◆ What to produce ◆
Every line in the records below that holds the word "Clone" is to be copied.

** Entries provided follows **

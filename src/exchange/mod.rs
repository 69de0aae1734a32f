//! The exchange board: short listings students post for sales, study groups
//! and anything else.

mod firestore;
mod memory;

pub use firestore::FirestorePostStore;
pub use memory::MemoryPostStore;

use anyhow::{Result, anyhow};
use async_trait::async_trait;
use chrono::{DateTime, Utc};
use serde::Serialize;
use std::fmt;
use std::str::FromStr;
use std::sync::Arc;
use tracing::{info, warn};

/// Default number of posts listed.
pub const POST_LIST_LIMIT: usize = 50;

#[derive(Debug, Default, Clone, Copy, PartialEq, Eq, Serialize)]
pub enum PostKind {
    #[default]
    #[serde(rename = "sale")]
    Sale,
    #[serde(rename = "study group")]
    StudyGroup,
    #[serde(rename = "other")]
    Other,
}

impl PostKind {
    pub fn as_str(self) -> &'static str {
        match self {
            PostKind::Sale => "sale",
            PostKind::StudyGroup => "study group",
            PostKind::Other => "other",
        }
    }
}

impl fmt::Display for PostKind {
    fn fmt(&self, f: &mut fmt::Formatter<'_>) -> fmt::Result {
        f.write_str(self.as_str())
    }
}

impl FromStr for PostKind {
    type Err = anyhow::Error;

    fn from_str(s: &str) -> Result<Self> {
        match s.trim().to_lowercase().as_str() {
            "" | "sale" => Ok(PostKind::Sale),
            "study group" | "study-group" | "study_group" => Ok(PostKind::StudyGroup),
            "other" => Ok(PostKind::Other),
            other => Err(anyhow!("unknown post kind '{other}'")),
        }
    }
}

/// A post as submitted, before the store assigns an id and timestamp.
#[derive(Debug, Default, Clone, PartialEq, Eq)]
pub struct NewPost {
    pub title: String,
    pub body: String,
    pub kind: PostKind,
    pub contact: String,
}

impl NewPost {
    /// Copy with surrounding whitespace removed from every text field.
    pub fn trimmed(&self) -> Self {
        Self {
            title: self.title.trim().to_string(),
            body: self.body.trim().to_string(),
            kind: self.kind,
            contact: self.contact.trim().to_string(),
        }
    }
}

#[derive(Debug, Clone, PartialEq, Eq, Serialize)]
pub struct Post {
    pub id: String,
    pub title: String,
    pub body: String,
    pub kind: PostKind,
    pub contact: String,
    pub timestamp: DateTime<Utc>,
}

/// Storage for exchange posts, newest first.
#[async_trait]
pub trait PostStore: Send + Sync {
    /// Stores a post. Failures are logged and reported as `false`.
    async fn add(&self, post: &NewPost) -> bool;

    /// Up to `limit` posts, newest first.
    async fn recent(&self, limit: usize) -> Result<Vec<Post>>;
}

/// Posting and listing with the same never-crash contract as the line check.
#[derive(Clone)]
pub struct ExchangeBoard {
    store: Arc<dyn PostStore>,
}

impl ExchangeBoard {
    pub fn new(store: Arc<dyn PostStore>) -> Self {
        Self { store }
    }

    /// Stores a trimmed copy of `post`. A blank title is refused.
    #[tracing::instrument(skip_all, fields(kind = %post.kind))]
    pub async fn add_post(&self, post: &NewPost) -> bool {
        let post = post.trimmed();
        if post.title.is_empty() {
            warn!("Refusing post without a title");
            return false;
        }
        let ok = self.store.add(&post).await;
        if ok {
            info!(title = %post.title, "Post added");
        }
        ok
    }

    /// The newest posts; an unreachable store lists nothing.
    #[tracing::instrument(skip(self))]
    pub async fn recent_posts(&self, limit: usize) -> Vec<Post> {
        match self.store.recent(limit).await {
            Ok(posts) => posts,
            Err(e) => {
                warn!(error = %e, "Listing posts failed");
                Vec::new()
            }
        }
    }
}
//! Runtime configuration read from the environment (and `.env` via `dotenvy`).
//!
//! The presence of `FIRESTORE_PROJECT_ID` is the single startup check that
//! selects the remote backend; without it every store runs in memory.

use anyhow::{Context, Result};
use std::collections::HashMap;
use std::time::Duration;

use crate::eligibility::DEFAULT_STUDENT_EMAIL_SUFFIX;

pub const DEFAULT_FIRESTORE_BASE_URL: &str = "https://firestore.googleapis.com/v1";
const DEFAULT_HTTP_TIMEOUT_SECS: u64 = 30;
const DEFAULT_HTTP_CONNECT_TIMEOUT_SECS: u64 = 10;

/// Connection details for the Firestore REST API.
#[derive(Debug, Clone, PartialEq, Eq)]
pub struct FirestoreConfig {
    pub project_id: String,
    pub base_url: String,
    /// Sent as the `key` query parameter.
    pub api_key: Option<String>,
    /// Sent as `Authorization: Bearer <token>`.
    pub access_token: Option<String>,
}

#[derive(Debug, Clone, PartialEq, Eq)]
pub struct Config {
    pub firestore: Option<FirestoreConfig>,
    pub http_timeout: Duration,
    pub http_connect_timeout: Duration,
    pub student_email_suffix: String,
}

impl Default for Config {
    fn default() -> Self {
        Self {
            firestore: None,
            http_timeout: Duration::from_secs(DEFAULT_HTTP_TIMEOUT_SECS),
            http_connect_timeout: Duration::from_secs(DEFAULT_HTTP_CONNECT_TIMEOUT_SECS),
            student_email_suffix: DEFAULT_STUDENT_EMAIL_SUFFIX.to_string(),
        }
    }
}

impl Config {
    /// Loads the config from the process environment.
    pub fn from_env() -> Result<Self> {
        Self::from_vars(std::env::vars())
    }

    /// Builds the config from explicit `(name, value)` pairs. Blank values count as unset.
    pub fn from_vars<I, K, V>(vars: I) -> Result<Self>
    where
        I: IntoIterator<Item = (K, V)>,
        K: Into<String>,
        V: Into<String>,
    {
        let vars: HashMap<String, String> = vars
            .into_iter()
            .map(|(k, v)| (k.into(), v.into()))
            .filter(|(_, v)| !v.trim().is_empty())
            .collect();
        let get = |name: &str| vars.get(name).map(|v| v.trim().to_string());

        let firestore = get("FIRESTORE_PROJECT_ID").map(|project_id| FirestoreConfig {
            project_id,
            base_url: get("FIRESTORE_BASE_URL")
                .unwrap_or_else(|| DEFAULT_FIRESTORE_BASE_URL.to_string())
                .trim_end_matches('/')
                .to_string(),
            api_key: get("FIRESTORE_API_KEY"),
            access_token: get("FIRESTORE_ACCESS_TOKEN"),
        });

        let http_timeout = seconds(get("HTTP_TIMEOUT_SECS"), "HTTP_TIMEOUT_SECS", DEFAULT_HTTP_TIMEOUT_SECS)?;
        let http_connect_timeout = seconds(
            get("HTTP_CONNECT_TIMEOUT_SECS"),
            "HTTP_CONNECT_TIMEOUT_SECS",
            DEFAULT_HTTP_CONNECT_TIMEOUT_SECS,
        )?;

        Ok(Self {
            firestore,
            http_timeout,
            http_connect_timeout,
            student_email_suffix: get("STUDENT_EMAIL_SUFFIX")
                .unwrap_or_else(|| DEFAULT_STUDENT_EMAIL_SUFFIX.to_string()),
        })
    }

    pub fn is_remote_configured(&self) -> bool {
        self.firestore.is_some()
    }
}

fn seconds(value: Option<String>, name: &str, default: u64) -> Result<Duration> {
    match value {
        None => Ok(Duration::from_secs(default)),
        Some(v) => {
            let secs: u64 = v
                .parse()
                .with_context(|| format!("{name} must be a whole number of seconds, got '{v}'"))?;
            Ok(Duration::from_secs(secs))
        }
    }
}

** End of Entries provided **

◆ Answer for this exercise ◆
#[derive(Debug, Default, Clone, Copy, PartialEq, Eq, Serialize)]
#[derive(Debug, Default, Clone, PartialEq, Eq)]
#[derive(Debug, Clone, PartialEq, Eq, Serialize)]
#[derive(Clone)]
#[derive(Debug, Clone, PartialEq, Eq)]
#[derive(Debug, Clone, PartialEq, Eq)]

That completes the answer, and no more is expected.